L’Efpia ritiene inoltre che gli appalti collaborativi possano contribuire a migliorare la disponibilità dei medicinali in specifiche circostanze, come le emergenze sanitarie o i comprovati fallimenti del mercato. L’associazione sottolinea però che, per essere realmente efficaci, tali strumenti non devono generare una proliferazione di procedure che riducano la prevedibilità e la chiarezza per tutti gli attori coinvolti, né sovraccaricare le risorse nazionali ed europee. Gli appalti collaborativi dovrebbero rimanere volontari, sostenere la prevedibilità dell’offerta, tutelare la riservatezza dei prezzi, valorizzare qualità e innovazione e permettere il proseguimento dei processi nazionali in parallelo, al fine di evitare ritardi qualora una procedura collaborativa non venga avviata.

Riguardo ai criteri per gli appalti pubblici, l’Efpia riconosce l’obiettivo condiviso di rafforzare la resilienza della catena di approvvigionamento. In particolare, l’associazione sottolinea che criteri quali “resilienza”, “sicurezza dell’approvvigionamento” o “autonomia strategica” debbano essere proporzionati, concentrarsi sui medicinali critici con vulnerabilità comprovate ed evitare approcci preferenziali che possano frammentare le catene di approvvigionamento globali, violare gli impegni internazionali dell’UE e, in definitiva, compromettere la competitività europea.

In relazione ai requisiti per le scorte di emergenza, l’Efpia ritiene che la posizione del Consiglio non sia sufficientemente ampia nel rafforzare le misure necessarie ad armonizzare la crescente tendenza verso obblighi nazionali non coordinati in materia di scorte. Secondo l’associazione, norme più coerenti a livello europeo contribuirebbero ad allineare gli approcci nazionali, garantendo l’efficacia dei requisiti ed evitando distorsioni del mercato, a condizione che siano limitati ai medicinali critici con dimostrabili vulnerabilità nella catena di approvvigionamento.

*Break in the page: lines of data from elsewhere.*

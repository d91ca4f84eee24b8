// SPDX-License-Identifier: AGPL-3.0-or-later
//
// Copyright (C) 2026 Social Forum Contributors

//! Authentication and authorization errors.

use axum::{
    http::StatusCode,
    response::{IntoResponse, Response},
    Json,
};
use serde::Serialize;

use super::gate::AnonymousReason;
use super::token::TokenError;

/// Authorization failure surfaced to the client.
///
/// Everything except [`AuthError::InsufficientPermissions`] is a 401: the
/// request never established a valid principal. The 403 variant means a
/// principal was present but lacked the required role. Ownership denials
/// are raised by handlers (which hold the loaded entity), not here.
#[derive(Debug)]
pub enum AuthError {
    /// No authorization header present where one is required
    MissingAuthHeader,
    /// Authorization header present but not `Bearer <token>`
    InvalidAuthHeader,
    /// Token is malformed
    MalformedToken,
    /// Token signature is invalid
    InvalidSignature,
    /// Token has expired
    TokenExpired,
    /// Token verified but its subject no longer exists
    UnknownSubject,
    /// Principal present but the route requires a higher role
    InsufficientPermissions,
}

#[derive(Serialize)]
struct AuthErrorBody {
    error: String,
    error_code: String,
}

impl AuthError {
    /// Get the error code for this error.
    pub fn error_code(&self) -> &'static str {
        match self {
            AuthError::MissingAuthHeader => "missing_auth_header",
            AuthError::InvalidAuthHeader => "invalid_auth_header",
            AuthError::MalformedToken => "malformed_token",
            AuthError::InvalidSignature => "invalid_signature",
            AuthError::TokenExpired => "token_expired",
            AuthError::UnknownSubject => "unknown_subject",
            AuthError::InsufficientPermissions => "insufficient_permissions",
        }
    }

    /// Get the HTTP status code for this error.
    pub fn status_code(&self) -> StatusCode {
        match self {
            AuthError::MissingAuthHeader
            | AuthError::InvalidAuthHeader
            | AuthError::MalformedToken
            | AuthError::InvalidSignature
            | AuthError::TokenExpired
            | AuthError::UnknownSubject => StatusCode::UNAUTHORIZED,
            AuthError::InsufficientPermissions => StatusCode::FORBIDDEN,
        }
    }
}

impl std::fmt::Display for AuthError {
    fn fmt(&self, f: &mut std::fmt::Formatter<'_>) -> std::fmt::Result {
        match self {
            AuthError::MissingAuthHeader => write!(f, "Authentication required"),
            AuthError::InvalidAuthHeader => {
                write!(f, "Invalid authorization header format (expected 'Bearer <token>')")
            }
            AuthError::MalformedToken => write!(f, "Token is malformed"),
            AuthError::InvalidSignature => write!(f, "Token signature is invalid"),
            AuthError::TokenExpired => write!(f, "Token has expired"),
            AuthError::UnknownSubject => write!(f, "Token subject is no longer a registered user"),
            AuthError::InsufficientPermissions => {
                write!(f, "Insufficient permissions for this operation")
            }
        }
    }
}

impl std::error::Error for AuthError {}

impl From<&AnonymousReason> for AuthError {
    fn from(reason: &AnonymousReason) -> Self {
        match reason {
            AnonymousReason::NoToken => AuthError::MissingAuthHeader,
            AnonymousReason::MalformedHeader => AuthError::InvalidAuthHeader,
            AnonymousReason::Token(TokenError::BadSignature) => AuthError::InvalidSignature,
            AnonymousReason::Token(TokenError::Expired) => AuthError::TokenExpired,
            AnonymousReason::Token(_) => AuthError::MalformedToken,
            AnonymousReason::UnknownSubject => AuthError::UnknownSubject,
        }
    }
}

impl IntoResponse for AuthError {
    fn into_response(self) -> Response {
        let status = self.status_code();
        let body = Json(AuthErrorBody {
            error: self.to_string(),
            error_code: self.error_code().to_string(),
        });
        (status, body).into_response()
    }
}

#[cfg(test)]
mod tests {
    use super::*;
    use axum::body::to_bytes;

    #[tokio::test]
    async fn missing_auth_returns_401() {
        let response = AuthError::MissingAuthHeader.into_response();
        assert_eq!(response.status(), StatusCode::UNAUTHORIZED);

        let body_bytes = to_bytes(response.into_body(), usize::MAX).await.unwrap();
        let body: serde_json::Value = serde_json::from_slice(&body_bytes).unwrap();
        assert_eq!(body["error_code"], "missing_auth_header");
    }

    #[tokio::test]
    async fn insufficient_permissions_returns_403() {
        let response = AuthError::InsufficientPermissions.into_response();
        assert_eq!(response.status(), StatusCode::FORBIDDEN);
    }

    #[test]
    fn anonymous_reasons_map_to_specific_errors() {
        let err = AuthError::from(&AnonymousReason::Token(TokenError::Expired));
        assert_eq!(err.error_code(), "token_expired");

        let err = AuthError::from(&AnonymousReason::UnknownSubject);
        assert_eq!(err.error_code(), "unknown_subject");
    }
}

Nathalie Moll, Direttore generale dell’Efpia, ha dichiarato: “Il Critical Medicines Act rappresenta un’opportunità per migliorare la sicurezza dell’approvvigionamento e l’accesso dei pazienti in tutta Europa. L’industria sostiene pienamente questi obiettivi, a condizione che le misure siano mirate, pragmatiche e praticabili. La capacità dell’Europa di garantire i farmaci di cui i pazienti hanno bisogno dipende da un ambiente competitivo in cui l’innovazione e la produzione farmaceutica possano prosperare”.